Luis removía su café con desgana mientras miraba por la puerta abierta del viejo bar de barrio.

—¿Robots? No creo que vayan a ponerse a limpiar váteres como hace mi mujer, o a recoger la basura como hacía yo hace unos meses.

—Bueno, ya no hay ni cajeros en los supermercados. Ahora tenemos que escanear nuestra propia compra. Que me pongan a mí ahí, al menos estaría ocho horas entretenido —dijo Antonio, mientras tiraba el envoltorio del azucarillo sobre la mesa.

—¿Y lo del chat ese que escribe por ti? Ahora resulta que ni podemos hacer un currículum sin ayuda —añadió Luis, encogiéndose de hombros.

La conversación giró en torno a anécdotas y quejas. Hablaron de cómo los trabajos de siempre iban desapareciendo. Mencionaron a los despedidos de la fábrica del polígono y se lamentaron de que, incluso para pedir cita con el médico, ahora respondía una máquina.

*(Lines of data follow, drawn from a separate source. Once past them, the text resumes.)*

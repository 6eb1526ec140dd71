use eobicho_admin_core::{
    BridgeMessage, BridgeReporter, ContentMetrics, DefaultTab, DocumentExtent, ElementBox,
    FrameDirective, HrefResolver, ModalCandidate, OpenOutcome, ShellConfig, TabId, TabRegistry,
    decode_envelope, encode_envelope, frame_directive, measure,
};
use quickcheck::{QuickCheck, TestResult};

const BASE: &str = "https://loja.eobicho.com.br/pages/admin.html";

fn shell() -> TabRegistry {
    let config = ShellConfig::for_tests();
    let resolver =
        HrefResolver::new(BASE, config.tab_path_prefixes.clone()).expect("base url parses");
    TabRegistry::new(
        resolver,
        DefaultTab::new("/pages/admin.html", config.default_tab_label.clone()),
    )
    .with_new_tab_label(&config.new_tab_label)
}

#[test]
fn embedded_marker_does_not_duplicate_tabs() {
    let mut registry = shell();

    let first = registry.open("/pages/admin/produtos", "Produtos");
    let OpenOutcome::Created { record, .. } = first else {
        panic!("expected a new tab, got {first:?}");
    };
    assert_eq!(record.id.as_str(), "tab-1");

    let second = registry.open("/pages/admin/produtos?embedded=1", "Produtos");
    assert_eq!(
        second,
        OpenOutcome::Activated {
            id: TabId::from("tab-1")
        }
    );

    assert_eq!(registry.len(), 2);
    assert!(registry.get(&TabId::dashboard()).is_some());
    assert_eq!(registry.active_id(), Some(&TabId::from("tab-1")));
    registry.check_invariants().expect("consistent");
}

#[test]
fn closing_active_tab_falls_back_to_previous_mru() {
    let mut registry = shell();
    registry.open("/pages/admin/produtos", "Produtos");
    registry.open("/pages/admin/servicos", "Serviços");
    assert_eq!(registry.active_id(), Some(&TabId::from("tab-2")));

    let outcome = registry.close(&TabId::from("tab-2")).expect("closes");
    assert_eq!(outcome.activated, Some(TabId::from("tab-1")));
    assert_eq!(registry.active_id(), Some(&TabId::from("tab-1")));
    assert_eq!(registry.len(), 2);
}

#[test]
fn dashboard_survives_close_requests() {
    let mut registry = shell();
    registry.open("/pages/admin/produtos", "Produtos");
    let before = registry.get(&TabId::dashboard()).cloned();

    assert_eq!(registry.close(&TabId::dashboard()), None);
    assert_eq!(registry.get(&TabId::dashboard()).cloned(), before);
    assert_eq!(registry.active_id(), Some(&TabId::from("tab-1")));
}

#[test]
fn embedded_page_reports_reach_shell_as_frame_directives() {
    let mut reporter = BridgeReporter::default();
    let document = DocumentExtent {
        scrolling_scroll_height: 900.0,
        scrolling_offset_height: 900.0,
        body_scroll_height: Some(880.0),
        body_offset_height: Some(880.0),
    };
    let modal = ModalCandidate {
        dialog: ElementBox {
            rect_top: 200.0,
            rect_width: 640.0,
            rect_height: 1000.0,
            scroll_height: 1000.0,
            ..ElementBox::default()
        },
        shell: None,
    };

    let metrics = measure(&document, 0.0, &[modal]);
    assert_eq!(metrics.modal_extent, 1216.0);

    let posted = reporter
        .on_mutation(true, metrics)
        .iter()
        .map(encode_envelope)
        .collect::<Vec<_>>();
    assert_eq!(posted.len(), 2);

    let received = posted
        .iter()
        .map(|value| decode_envelope(value).expect("shell accepts bridge output"))
        .collect::<Vec<_>>();
    assert_eq!(received[0], BridgeMessage::ModalOpen(metrics));
    assert_eq!(
        frame_directive(&received[0], 640.0, 16.0),
        FrameDirective::SetHeight {
            px: 1232.0,
            modal_open: Some(true)
        }
    );

    let steady = reporter.on_mutation(true, metrics);
    assert!(
        steady
            .iter()
            .all(|message| matches!(message, BridgeMessage::ContentResize(_)))
    );

    let closed = reporter.on_mutation(false, measure(&document, 0.0, &[]));
    assert_eq!(
        frame_directive(&closed[0], 640.0, 16.0),
        FrameDirective::Reset
    );
    assert_eq!(
        closed[1],
        BridgeMessage::ContentResize(ContentMetrics {
            height: 900.0,
            doc_height: 900.0,
            modal_extent: 0.0,
            modal_height: 0.0,
        })
    );
}

const DESTINATIONS: [&str; 6] = [
    "/pages/admin/produtos",
    "/pages/admin/servicos?grupo=2",
    "/pages/funcionarios/agenda",
    "/pages/admin/icms",
    "/pages/carrinho.html",
    "/pages/admin/bancos#contas",
];

fn registry_stays_deduplicated(ops: Vec<(u8, bool, bool)>) -> TestResult {
    let mut registry = shell();
    for (pick, embedded, close_active) in ops {
        let destination = DESTINATIONS[usize::from(pick) % DESTINATIONS.len()];
        if close_active {
            if let Some(active) = registry.active_id().cloned() {
                registry.close(&active);
            }
            continue;
        }
        let href = if embedded {
            let (path, fragment) = destination.split_once('#').unwrap_or((destination, ""));
            let separator = if path.contains('?') { '&' } else { '?' };
            if fragment.is_empty() {
                format!("{path}{separator}embedded=1")
            } else {
                format!("{path}{separator}embedded=1#{fragment}")
            }
        } else {
            destination.to_string()
        };
        registry.open(&href, "Aba");

        if registry.check_invariants().is_err() {
            return TestResult::failed();
        }
    }

    let mut hrefs = registry
        .iter_mru()
        .map(|tab| tab.href.clone())
        .collect::<Vec<_>>();
    let total = hrefs.len();
    hrefs.sort();
    hrefs.dedup();
    TestResult::from_bool(hrefs.len() == total && registry.get(&TabId::dashboard()).is_some())
}

#[test]
fn at_most_one_tab_per_destination() {
    QuickCheck::new()
        .tests(200)
        .quickcheck(registry_stays_deduplicated as fn(Vec<(u8, bool, bool)>) -> TestResult);
}
use url::Url;
use url::form_urlencoded;

/// Query marker appended to every iframe `src` so embedded pages can hide their own chrome.
pub const EMBEDDED_PARAM: &str = "embedded";
pub const EMBEDDED_VALUE: &str = "1";

pub const DEFAULT_TAB_PATH_PREFIXES: [&str; 2] = ["/pages/admin/", "/pages/funcionarios/"];

#[derive(Debug, Clone, PartialEq, Eq, thiserror::Error)]
pub enum HrefError {
    #[error("href must not be empty")]
    Empty,
    #[error("href could not be resolved: {0}")]
    Parse(#[from] url::ParseError),
}

/// An href resolved against the current location.
#[derive(Debug, Clone, PartialEq, Eq)]
pub struct ResolvedHref {
    /// `path` or `path?query`, fragment and `embedded` removed. Used as the dedup key.
    pub key: String,
    /// Absolute form of the same destination.
    pub absolute: String,
    pub same_origin: bool,
}

impl ResolvedHref {
    pub fn path(&self) -> &str {
        self.key.split('?').next().unwrap_or_default()
    }

    /// Where a full browser navigation should go for this destination.
    pub fn navigation_target(&self) -> &str {
        if self.same_origin {
            &self.key
        } else {
            &self.absolute
        }
    }
}

#[derive(Debug, Clone, PartialEq, Eq)]
pub struct HrefResolver {
    base: Url,
    tab_path_prefixes: Vec<String>,
}

impl HrefResolver {
    pub fn new(base: &str, tab_path_prefixes: Vec<String>) -> Result<Self, HrefError> {
        let base = Url::parse(base)?;
        Ok(Self {
            base,
            tab_path_prefixes,
        })
    }

    pub fn with_default_prefixes(base: &str) -> Result<Self, HrefError> {
        Self::new(
            base,
            DEFAULT_TAB_PATH_PREFIXES
                .iter()
                .map(ToString::to_string)
                .collect(),
        )
    }

    pub fn base(&self) -> &Url {
        &self.base
    }

    pub fn tab_path_prefixes(&self) -> &[String] {
        &self.tab_path_prefixes
    }

    pub fn resolve(&self, raw: &str) -> Result<ResolvedHref, HrefError> {
        let url = self.join_without_marker(raw)?;
        let key = path_and_query(&url);
        let same_origin = url.origin() == self.base.origin();
        Ok(ResolvedHref {
            key,
            absolute: url.to_string(),
            same_origin,
        })
    }

    pub fn normalize(&self, raw: &str) -> Result<String, HrefError> {
        self.resolve(raw).map(|resolved| resolved.key)
    }

    pub fn iframe_src(&self, raw: &str) -> Result<String, HrefError> {
        let mut url = self.join_without_marker(raw)?;
        url.query_pairs_mut()
            .append_pair(EMBEDDED_PARAM, EMBEDDED_VALUE);
        Ok(path_and_query(&url))
    }

    pub fn is_tab_eligible(&self, resolved: &ResolvedHref) -> bool {
        resolved.same_origin && self.path_has_tab_prefix(resolved.path())
    }

    pub fn path_has_tab_prefix(&self, path: &str) -> bool {
        !path.is_empty()
            && self
                .tab_path_prefixes
                .iter()
                .any(|prefix| path.starts_with(prefix.as_str()))
    }

    fn join_without_marker(&self, raw: &str) -> Result<Url, HrefError> {
        let trimmed = raw.trim();
        if trimmed.is_empty() {
            return Err(HrefError::Empty);
        }
        let mut url = self.base.join(trimmed)?;
        url.set_fragment(None);

        let retained = url
            .query_pairs()
            .filter(|(name, _)| name != EMBEDDED_PARAM)
            .map(|(name, value)| (name.into_owned(), value.into_owned()))
            .collect::<Vec<_>>();
        if retained.is_empty() {
            url.set_query(None);
        } else {
            let query = form_urlencoded::Serializer::new(String::new())
                .extend_pairs(retained.iter())
                .finish();
            url.set_query(Some(&query));
        }
        Ok(url)
    }
}

fn path_and_query(url: &Url) -> String {
    match url.query() {
        Some(query) if !query.is_empty() => format!("{}?{query}", url.path()),
        _ => url.path().to_string(),
    }
}

/// A click on an anchor, reduced to the fields the interception rules look at.
#[derive(Debug, Clone, Default, PartialEq, Eq)]
pub struct LinkClick {
    pub button: i16,
    pub meta_key: bool,
    pub ctrl_key: bool,
    pub shift_key: bool,
    pub alt_key: bool,
    pub default_prevented: bool,
    pub target: Option<String>,
    pub has_download: bool,
    pub href: Option<String>,
}

impl LinkClick {
    pub fn left_click(href: &str) -> Self {
        Self {
            href: Some(href.to_string()),
            ..Self::default()
        }
    }

    /// Returns the raw href when the click should be routed into the tab shell.
    pub fn intercept(&self, resolver: &HrefResolver) -> Option<String> {
        if self.default_prevented || self.button != 0 {
            return None;
        }
        if self.meta_key || self.ctrl_key || self.shift_key || self.alt_key {
            return None;
        }
        if let Some(target) = self.target.as_deref() {
            let target = target.trim();
            if !target.is_empty() && target != "_self" {
                return None;
            }
        }
        if self.has_download {
            return None;
        }

        let href = self.href.as_deref()?.trim();
        if href.is_empty() || href == "#" || href.starts_with("mailto:") || href.starts_with("tel:")
        {
            return None;
        }

        let resolved = resolver.resolve(href).ok()?;
        if !resolver.is_tab_eligible(&resolved) {
            return None;
        }
        Some(href.to_string())
    }
}

pub fn collapse_whitespace(text: &str) -> String {
    text.split_whitespace().collect::<Vec<_>>().join(" ")
}

/// `data-tab-label` wins over the anchor text when it has content.
pub fn resolve_link_label(data_tab_label: Option<&str>, text: &str) -> String {
    data_tab_label
        .map(collapse_whitespace)
        .filter(|label| !label.is_empty())
        .unwrap_or_else(|| collapse_whitespace(text))
}

#[cfg(test)]
mod tests {
    use super::*;

    fn resolver() -> HrefResolver {
        HrefResolver::with_default_prefixes("https://loja.eobicho.com.br/pages/admin.html")
            .expect("base url parses")
    }

    #[test]
    fn normalize_strips_fragment_and_embedded_marker() {
        let resolver = resolver();
        assert_eq!(
            resolver
                .normalize("/pages/admin/produtos?embedded=1#topo")
                .expect("normalizes"),
            "/pages/admin/produtos"
        );
        assert_eq!(
            resolver
                .normalize("/pages/admin/produtos?page=2&embedded=1&q=ra%C3%A7%C3%A3o")
                .expect("normalizes"),
            "/pages/admin/produtos?page=2&q=ra%C3%A7%C3%A3o"
        );
    }

    #[test]
    fn normalize_resolves_relative_paths() {
        let resolver = resolver();
        assert_eq!(
            resolver.normalize("admin/servicos").expect("normalizes"),
            "/pages/admin/servicos"
        );
        assert_eq!(
            resolver.normalize("  ./admin/depositos  ").expect("normalizes"),
            "/pages/admin/depositos"
        );
    }

    #[test]
    fn normalize_rejects_blank_and_unparseable_hrefs() {
        let resolver = resolver();
        assert_eq!(resolver.normalize("   "), Err(HrefError::Empty));
        assert!(matches!(
            resolver.normalize("http://[::1"),
            Err(HrefError::Parse(_))
        ));
    }

    #[test]
    fn iframe_src_carries_exactly_one_embedded_marker() {
        let resolver = resolver();
        assert_eq!(
            resolver
                .iframe_src("/pages/admin/produtos?embedded=0&page=3#x")
                .expect("builds src"),
            "/pages/admin/produtos?page=3&embedded=1"
        );
        assert_eq!(
            resolver.iframe_src("/pages/admin/produtos").expect("builds src"),
            "/pages/admin/produtos?embedded=1"
        );
    }

    #[test]
    fn eligibility_requires_same_origin_and_prefix() {
        let resolver = resolver();
        let admin = resolver.resolve("/pages/admin/icms").expect("resolves");
        let staff = resolver.resolve("/pages/funcionarios/banho").expect("resolves");
        let public = resolver.resolve("/pages/produtos.html").expect("resolves");
        let foreign = resolver
            .resolve("https://example.org/pages/admin/icms")
            .expect("resolves");

        assert!(resolver.is_tab_eligible(&admin));
        assert!(resolver.is_tab_eligible(&staff));
        assert!(!resolver.is_tab_eligible(&public));
        assert!(!resolver.is_tab_eligible(&foreign));
        assert_eq!(
            foreign.navigation_target(),
            "https://example.org/pages/admin/icms"
        );
        assert_eq!(public.navigation_target(), "/pages/produtos.html");
    }

    #[test]
    fn intercept_accepts_plain_left_clicks_on_admin_links() {
        let resolver = resolver();
        let click = LinkClick::left_click("/pages/admin/produtos");
        assert_eq!(
            click.intercept(&resolver).as_deref(),
            Some("/pages/admin/produtos")
        );

        let self_target = LinkClick {
            target: Some("_self".to_string()),
            ..LinkClick::left_click("/pages/admin/produtos")
        };
        assert!(self_target.intercept(&resolver).is_some());
    }

    #[test]
    fn intercept_ignores_clicks_the_browser_should_handle() {
        let resolver = resolver();
        let base = LinkClick::left_click("/pages/admin/produtos");
        let rejected = [
            LinkClick {
                button: 1,
                ..base.clone()
            },
            LinkClick {
                ctrl_key: true,
                ..base.clone()
            },
            LinkClick {
                meta_key: true,
                ..base.clone()
            },
            LinkClick {
                default_prevented: true,
                ..base.clone()
            },
            LinkClick {
                target: Some("_blank".to_string()),
                ..base.clone()
            },
            LinkClick {
                has_download: true,
                ..base.clone()
            },
            LinkClick::left_click("#"),
            LinkClick::left_click("mailto:contato@eobicho.com.br"),
            LinkClick::left_click("tel:+5511999999999"),
            LinkClick::left_click("/pages/carrinho.html"),
            LinkClick {
                href: None,
                ..base
            },
        ];
        for click in rejected {
            assert_eq!(click.intercept(&resolver), None, "{click:?}");
        }
    }

    #[test]
    fn link_label_prefers_data_attribute() {
        assert_eq!(
            resolve_link_label(Some("  Regras  ICMS "), "ignored"),
            "Regras ICMS"
        );
        assert_eq!(resolve_link_label(Some("   "), "\n  Produtos \t"), "Produtos");
        assert_eq!(resolve_link_label(None, "Contas  a pagar"), "Contas a pagar");
    }
}
impl ShellController {
    /// Wires the shell into already-present containers, restores the saved session and
    /// starts listening. The returned `Rc` is the only strong reference.
    pub(super) fn mount(
        config: ShellConfig,
        root: HtmlElement,
        tab_list: HtmlElement,
        panel_container: HtmlElement,
    ) -> Result<Rc<RefCell<Self>>, String> {
        let base = web_sys::window()
            .ok_or_else(|| "window is unavailable".to_string())?
            .location()
            .href()
            .map_err(|_| "failed to read location".to_string())?;
        let registry = TabRegistry::for_shell(&base, &config)
            .map_err(|error| format!("invalid shell location {base}: {error}"))?;
        let store = config
            .persist_tabs
            .then(|| LocalStorageTabStore::new(&config.storage_key));

        let shell = Rc::new_cyclic(|handle| {
            RefCell::new(Self {
                config,
                registry,
                root,
                tab_list,
                panel_container,
                views: HashMap::new(),
                store,
                persist_ready: false,
                restoring: false,
                handle: handle.clone(),
                pending_frame: None,
                frame_callback: None,
                _listeners: Vec::new(),
                _header_observer: None,
            })
        });

        {
            let mut controller = shell.borrow_mut();
            controller.adopt_dashboard();
            controller.install_listeners();
            controller.render_active();
            controller.restore();
            controller.persist_ready = true;
            controller.persist();
            controller.record_diagnostics();
        }
        Ok(shell)
    }

    fn adopt_dashboard(&mut self) {
        match adopt_default_tab(&self.tab_list, &self.panel_container, self.handle.clone()) {
            Some(view) => {
                self.views.insert(TabId::dashboard(), view);
            }
            None => tracing::debug!("shell markup has no dashboard tab; rendering dynamic tabs only"),
        }
    }

    pub(super) fn resolver(&self) -> &HrefResolver {
        self.registry.resolver()
    }

    pub(super) fn active_id(&self) -> Option<String> {
        self.registry.active_id().map(ToString::to_string)
    }

    pub(super) fn open(&mut self, href: &str, label: &str) {
        match self.registry.open(href, label) {
            OpenOutcome::Navigate { href } => navigate(&href),
            OpenOutcome::Activated { .. } => {
                self.render_active();
                self.after_mutation();
            }
            OpenOutcome::Created { record, iframe_src } => {
                if let Err(error) = self.mount_tab(&record, &iframe_src) {
                    tracing::warn!(tab_id = %record.id, %error, "failed to render admin tab");
                    set_error(&error);
                    self.registry.close(&record.id);
                    navigate(&record.href);
                    return;
                }
                self.render_active();
                self.after_mutation();
            }
        }
    }

    pub(super) fn close(&mut self, id: &TabId) {
        let Some(outcome) = self.registry.close(id) else {
            return;
        };
        if let Some(view) = self.views.remove(&outcome.removed.id) {
            view.remove();
        }
        if outcome.activated.is_some() {
            self.render_active();
        }
        self.after_mutation();
    }

    pub(super) fn set_active(&mut self, id: &TabId) {
        if self.registry.set_active(id) {
            self.render_active();
            self.after_mutation();
        }
    }

    fn mount_tab(&mut self, record: &TabRecord, iframe_src: &str) -> Result<(), String> {
        let document = web_sys::window()
            .and_then(|window| window.document())
            .ok_or_else(|| "document is unavailable".to_string())?;
        let view = build_tab_view(&document, record, iframe_src, self.handle.clone())?;
        self.tab_list
            .append_child(&view.item)
            .map_err(|_| "failed to append tab header".to_string())?;
        if self.panel_container.append_child(&view.panel).is_err() {
            view.remove();
            return Err("failed to append tab panel".to_string());
        }
        self.views.insert(record.id.clone(), view);
        Ok(())
    }

    fn render_active(&mut self) {
        let active = self.registry.active_id().cloned();
        for (id, view) in &self.views {
            let is_active = active.as_ref() == Some(id);
            apply_trigger_state(&view.trigger, is_active);
            set_panel_visible(&view.panel, is_active);
        }

        if let Some(view) = active.as_ref().and_then(|id| self.views.get(id)) {
            if !self.restoring {
                let options = web_sys::FocusOptions::new();
                options.set_prevent_scroll(true);
                let _ = view.trigger.focus_with_options(&options);
            }
            self.ensure_tab_visible(&view.item);
        }
        self.queue_panel_height_update();
    }

    fn ensure_tab_visible(&self, item: &Element) {
        let Some(left) = scroll_adjustment(
            horizontal_span(&self.tab_list),
            horizontal_span(item),
            f64::from(self.tab_list.scroll_left()),
            self.config.tab_scroll_margin,
        ) else {
            return;
        };
        let options = web_sys::ScrollToOptions::new();
        options.set_left(left);
        options.set_behavior(web_sys::ScrollBehavior::Smooth);
        self.tab_list.scroll_to_with_scroll_to_options(&options);
    }

    fn after_mutation(&mut self) {
        self.record_diagnostics();
        self.persist();
    }

    fn record_diagnostics(&self) {
        let open_tabs = self.registry.len();
        let active = self.registry.active_id().map(TabId::as_str);
        with_diagnostics(|diagnostics| diagnostics.record_tabs(open_tabs, active));
    }

    pub(super) fn persist(&self) {
        if !self.persist_ready || self.restoring {
            return;
        }
        let Some(store) = self.store.as_ref() else {
            return;
        };
        let state = self.registry.snapshot(now_unix_ms());
        if let Err(error) = store.persist_tab_state(&state) {
            tracing::warn!(%error, "failed to persist admin tabs");
        }
    }

    fn restore(&mut self) {
        let Some(store) = self.store.as_ref() else {
            return;
        };
        let state = match store.load_tab_state() {
            Ok(Some(state)) => state,
            Ok(None) => return,
            Err(error) => {
                tracing::warn!(%error, "failed to load saved admin tabs");
                return;
            }
        };

        self.restoring = true;
        for tab in &state.tabs {
            // Saved entries that are no longer tab-eligible are dropped, never navigated to.
            if let OpenOutcome::Created { record, iframe_src } =
                self.registry.open(&tab.href, &tab.label)
            {
                if let Err(error) = self.mount_tab(&record, &iframe_src) {
                    tracing::warn!(tab_id = %record.id, %error, "failed to restore admin tab");
                    self.registry.close(&record.id);
                }
            }
        }

        let active = state
            .active_href
            .as_deref()
            .and_then(|href| self.resolver().normalize(href).ok())
            .and_then(|href| self.registry.id_for_href(&href).cloned())
            .unwrap_or_else(TabId::dashboard);
        self.registry.set_active(&active);
        self.render_active();
        self.restoring = false;

        tracing::info!(
            restored = state.tabs.len(),
            active = %active,
            "restored admin tab session"
        );
    }

    fn available_height(&self) -> f64 {
        let viewport = web_sys::window()
            .and_then(|window| window.inner_height().ok())
            .and_then(|value| value.as_f64())
            .unwrap_or(0.0);
        let header_bottom = self
            .tab_list
            .closest("header")
            .ok()
            .flatten()
            .map_or(0.0, |header| header.get_bounding_client_rect().bottom());
        let root_top = self.root.get_bounding_client_rect().top();
        available_panel_height(
            viewport,
            header_bottom,
            root_top,
            self.config.min_panel_height,
        )
    }

    fn apply_panel_heights(&self) {
        let available = self.available_height();
        if !available.is_finite() || available <= 0.0 {
            return;
        }
        let value = format!("{available}px");
        let _ = self
            .panel_container
            .style()
            .set_property("min-height", &value);
        for view in self.views.values() {
            let _ = view.panel.style().set_property("min-height", &value);
            if let Some(frame) = view.frame.as_ref() {
                let frame_min = if uses_auto_height(frame) { "0px" } else { value.as_str() };
                let _ = frame.style().set_property("min-height", frame_min);
            }
        }
    }

    pub(super) fn queue_panel_height_update(&mut self) {
        let Some(window) = web_sys::window() else {
            return;
        };
        if let Some(pending) = self.pending_frame.take() {
            let _ = window.cancel_animation_frame(pending);
        }
        let Some(callback) = self.frame_callback.as_ref() else {
            self.apply_panel_heights();
            return;
        };
        match window.request_animation_frame(callback.as_ref().unchecked_ref()) {
            Ok(id) => self.pending_frame = Some(id),
            Err(_) => self.apply_panel_heights(),
        }
    }

    fn handle_frame_message(&mut self, event: &MessageEvent) {
        let Some(source) = event.source() else {
            return;
        };
        let source = JsValue::from(source);
        let Some(view) = self.views.values().find(|view| view.hosts_window(&source)) else {
            return;
        };

        let message = js_sys::JSON::stringify(&event.data())
            .ok()
            .and_then(|raw| raw.as_string())
            .and_then(|raw| serde_json::from_str::<serde_json::Value>(&raw).ok())
            .ok_or_else(|| "message data is not JSON".to_string())
            .and_then(|value| decode_envelope(&value).map_err(|error| error.to_string()));
        let message = match message {
            Ok(message) => message,
            Err(error) => {
                tracing::debug!(%error, "ignoring frame message");
                with_diagnostics(|diagnostics| diagnostics.record_frame_message(false));
                return;
            }
        };
        with_diagnostics(|diagnostics| diagnostics.record_frame_message(true));

        let Some(frame) = view.frame.clone() else {
            return;
        };
        let panel = view.panel.clone();
        match frame_directive(&message, self.available_height(), self.config.frame_clearance) {
            FrameDirective::SetHeight { px, modal_open } => {
                if modal_open == Some(true) {
                    let _ = panel.class_list().add_1(MODAL_OPEN_CLASS);
                }
                let value = format!("{px}px");
                let _ = frame.style().set_property("min-height", &value);
                let _ = frame.style().set_property("height", &value);
                tracing::trace!(kind = message.type_tag(), px, "sized tab frame");
            }
            FrameDirective::Reset => {
                let _ = panel.class_list().remove_1(MODAL_OPEN_CLASS);
                let _ = frame.style().remove_property("min-height");
                let _ = frame.style().remove_property("height");
                self.apply_panel_heights();
            }
        }
    }

    fn install_listeners(&mut self) {
        let Some(window) = web_sys::window() else {
            return;
        };

        let handle = self.handle.clone();
        self.frame_callback = Some(Closure::<dyn FnMut(f64)>::wrap(Box::new(
            move |_timestamp: f64| {
                with_shell(&handle, |shell| {
                    shell.pending_frame = None;
                    shell.apply_panel_heights();
                });
            },
        )));

        let handle = self.handle.clone();
        let resize = EventCallback::wrap(Box::new(move |_event: web_sys::Event| {
            with_shell(&handle, ShellController::queue_panel_height_update);
        }));
        self.keep_listener(&window, "resize", resize);

        let handle = self.handle.clone();
        let unload = EventCallback::wrap(Box::new(move |_event: web_sys::Event| {
            with_shell(&handle, |shell| shell.persist());
        }));
        self.keep_listener(&window, "beforeunload", unload);

        let handle = self.handle.clone();
        let message = EventCallback::wrap(Box::new(move |event: web_sys::Event| {
            let Some(event) = event.dyn_ref::<MessageEvent>() else {
                return;
            };
            with_shell(&handle, |shell| shell.handle_frame_message(event));
        }));
        self.keep_listener(&window, "message", message);

        if let Some(click) = routing::install_link_interception(self.handle.clone()) {
            self._listeners.push(click);
        }

        self.observe_header();
    }

    fn keep_listener(
        &mut self,
        target: &web_sys::EventTarget,
        event: &'static str,
        callback: EventCallback,
    ) {
        if target
            .add_event_listener_with_callback(event, callback.as_ref().unchecked_ref())
            .is_err()
        {
            tracing::warn!(event, "failed to attach shell listener");
            return;
        }
        self._listeners.push(callback);
    }

    fn observe_header(&mut self) {
        let Some(header) = self.tab_list.closest("header").ok().flatten() else {
            return;
        };
        let handle = self.handle.clone();
        let callback = Closure::<dyn FnMut(js_sys::Array)>::wrap(Box::new(
            move |_entries: js_sys::Array| {
                with_shell(&handle, ShellController::queue_panel_height_update);
            },
        ));
        match web_sys::ResizeObserver::new(callback.as_ref().unchecked_ref()) {
            Ok(observer) => {
                observer.observe(&header);
                self._header_observer = Some((observer, callback));
            }
            Err(_) => tracing::debug!("ResizeObserver unavailable; header resizes not tracked"),
        }
    }
}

Juan, que llevaba un rato callado, mirando su vaso, levantó la voz, grave y tranquila:

—Tal vez la cuestión no sea si la inteligencia artificial y los robots nos van a quitar el trabajo. A lo mejor deberíamos preguntarnos si hay trabajos que nos ayuden a desarrollarnos como personas y como sociedad.

Volvió el silencio. Luis asintió lentamente mientras miraba su café vacío. Antonio resopló y clavó la mirada en la televisión. Nadie supo qué decir.

El bar quedó en calma. Solo el ruido lejano de las noticias rompía la quietud. Otro lunes más al sol.